12. To be intimidated by jargon-spouting print reps who don’t take the time to find out that a buyer is brand new in the field.
13. To be treated like corporate stepchildren, while Creative & Editorial get all the glory.
14. To be excluded from marketing strategy discussions.
15. To have to pull teeth to get basic info from a printer when a job’s in production; i.e., when will the proof be ready, when did the job ship, where one’s samples are.
16. Printers to automatically assume that price is their #1 priority.
17. To go through all sorts of hoops getting a simple job quoted and sent to a printer.
18. To have to hunt all over a printer’s web site looking for key information, like company contacts.

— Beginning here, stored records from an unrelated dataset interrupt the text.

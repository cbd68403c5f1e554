//! Per-job run bookkeeping.
//!
//! Tracks when each scheduled job last attempted and last succeeded, so a
//! restart does not immediately re-run a cycle and the status endpoint can
//! tell "never ran" from "failing" from "healthy".

use chrono::{Duration, NaiveDateTime, Utc};
use sea_orm::sea_query::{Expr, OnConflict};
use sea_orm::{ColumnTrait, DatabaseConnection, EntityTrait, QueryFilter, Set};

use crate::entities::{prelude::*, sync_status};
use crate::error::AutomationResult;
use crate::models::automation::{AutomationState, AutomationStatus};

/// Job names for tracking sync status
pub mod jobs {
    pub const PROFIT_CYCLE: &str = "profit_cycle";
}

/// Default minimum intervals between runs (in seconds)
pub mod intervals {
    pub const PROFIT_CYCLE: i32 = 86400; // daily
}

/// Outcome of a single job attempt
#[derive(Debug, Clone)]
pub enum JobOutcome {
    Success { duration_ms: i64 },
    Failure { error: String, duration_ms: i64 },
}

pub async fn get(
    db: &DatabaseConnection,
    job_name: &str,
) -> AutomationResult<Option<sync_status::Model>> {
    Ok(SyncStatus::find()
        .filter(sync_status::Column::JobName.eq(job_name))
        .one(db)
        .await?)
}

/// Slack allowed when comparing against the interval, so a tick that fires
/// a few milliseconds before the previous run's start plus the interval
/// still counts as due. A tenth of the interval, at most a minute.
fn schedule_grace(min_interval_secs: i32) -> Duration {
    Duration::milliseconds(i64::from(min_interval_secs.max(0)) * 100).min(Duration::seconds(60))
}

/// True when the job never ran or its last attempt started at least the
/// stored minimum interval ago. A failed attempt also waits a full interval.
pub async fn should_sync(db: &DatabaseConnection, job_name: &str) -> AutomationResult<bool> {
    let Some(record) = get(db, job_name).await? else {
        tracing::info!("[{}] First run detected, will sync", job_name);
        return Ok(true);
    };

    let Some(last_attempt) = record.last_attempt_at.or(record.last_success_at) else {
        tracing::info!("[{}] No previous sync attempt, will sync", job_name);
        return Ok(true);
    };

    let elapsed = Utc::now().naive_utc().signed_duration_since(last_attempt);
    let interval = Duration::seconds(record.min_interval_secs as i64);

    if elapsed + schedule_grace(record.min_interval_secs) >= interval {
        tracing::info!(
            "[{}] Last sync started {}s ago (min: {}s), will sync",
            job_name,
            elapsed.num_seconds(),
            record.min_interval_secs
        );
        Ok(true)
    } else {
        tracing::debug!(
            "[{}] Skipping sync - last sync started {}s ago, next sync in {}s",
            job_name,
            elapsed.num_seconds(),
            (interval - elapsed).num_seconds()
        );
        Ok(false)
    }
}

/// Record an attempt in one upsert; counters only ever increment.
///
/// Attempt and success times are the run's start, so the next run is due
/// one interval after this one started, however long it took.
pub async fn record_outcome(
    db: &DatabaseConnection,
    job_name: &str,
    outcome: &JobOutcome,
    started_at: NaiveDateTime,
    interval_secs: i32,
) -> AutomationResult<()> {
    let (succeeded, error, duration_ms) = match outcome {
        JobOutcome::Success { duration_ms } => (true, None, *duration_ms),
        JobOutcome::Failure { error, duration_ms } => (false, Some(error.clone()), *duration_ms),
    };

    let record = sync_status::ActiveModel {
        job_name: Set(job_name.to_string()),
        last_success_at: Set(succeeded.then_some(started_at)),
        last_attempt_at: Set(Some(started_at)),
        last_error: Set(error.clone()),
        last_duration_ms: Set(Some(duration_ms)),
        success_count: Set(if succeeded { 1 } else { 0 }),
        error_count: Set(if succeeded { 0 } else { 1 }),
        min_interval_secs: Set(interval_secs),
        ..Default::default()
    };

    let counter = if succeeded {
        sync_status::Column::SuccessCount
    } else {
        sync_status::Column::ErrorCount
    };

    let mut on_conflict = OnConflict::column(sync_status::Column::JobName);
    on_conflict
        .update_columns([
            sync_status::Column::LastAttemptAt,
            sync_status::Column::LastError,
            sync_status::Column::LastDurationMs,
            sync_status::Column::MinIntervalSecs,
        ])
        .value(counter, Expr::col((SyncStatus, counter)).add(1));
    if succeeded {
        on_conflict.update_column(sync_status::Column::LastSuccessAt);
    }

    SyncStatus::insert(record)
        .on_conflict(on_conflict.to_owned())
        .exec_without_returning(db)
        .await?;

    match error {
        None => tracing::debug!("[{}] Recorded successful run", job_name),
        Some(e) => tracing::debug!("[{}] Recorded failed run: {}", job_name, e),
    }
    Ok(())
}

/// Build the status object from the stored record.
///
/// `interval_secs` is the scheduler cadence, `None` when nothing schedules
/// the job.
pub fn build_status(
    record: Option<&sync_status::Model>,
    running: bool,
    interval_secs: Option<i64>,
) -> AutomationStatus {
    let Some(record) = record else {
        return AutomationStatus {
            state: if running {
                AutomationState::Running
            } else {
                AutomationState::NeverRun
            },
            last_run: None,
            last_success: None,
            next_run: None,
            total_runs: 0,
            success_rate: 0.0,
            last_error: None,
            last_duration_ms: None,
        };
    };

    let total_runs = record.success_count + record.error_count;
    let success_rate = if total_runs > 0 {
        (record.success_count as f64 / total_runs as f64 * 10000.0).round() / 100.0
    } else {
        0.0
    };

    let last_failed = match (record.last_attempt_at, record.last_success_at) {
        (Some(_), None) => record.last_error.is_some(),
        (Some(attempt), Some(success)) => record.last_error.is_some() && attempt > success,
        (None, _) => false,
    };

    let state = if running {
        AutomationState::Running
    } else if record.last_attempt_at.is_none() {
        AutomationState::NeverRun
    } else if last_failed {
        AutomationState::Failed
    } else {
        AutomationState::Healthy
    };

    let next_run = match (record.last_attempt_at, interval_secs) {
        (Some(last), Some(secs)) => Some(next_after(last, secs)),
        _ => None,
    };

    AutomationStatus {
        state,
        last_run: record.last_attempt_at,
        last_success: record.last_success_at,
        next_run,
        total_runs,
        success_rate,
        last_error: record.last_error.clone(),
        last_duration_ms: record.last_duration_ms,
    }
}

fn next_after(last: NaiveDateTime, secs: i64) -> NaiveDateTime {
    last + Duration::seconds(secs)
}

19. To find out that the equipment list on a printer’s site doesn’t match what’s in the plant.
20. To have a printer switch a spec’d sheet for something else – without conferring with them.
21. To work with inefficient project management systems/software.
22. To be undervalued as professionals.
Food for thought? These are my own reflections. Hope they inspire you – and your comments, of course, are most welcome.
© 2010 Margie Dana. All rights reserved. Your comments are encouraged. You’re free to forward this email to friends and colleagues. However, no part of this column may be reprinted without permission from the author.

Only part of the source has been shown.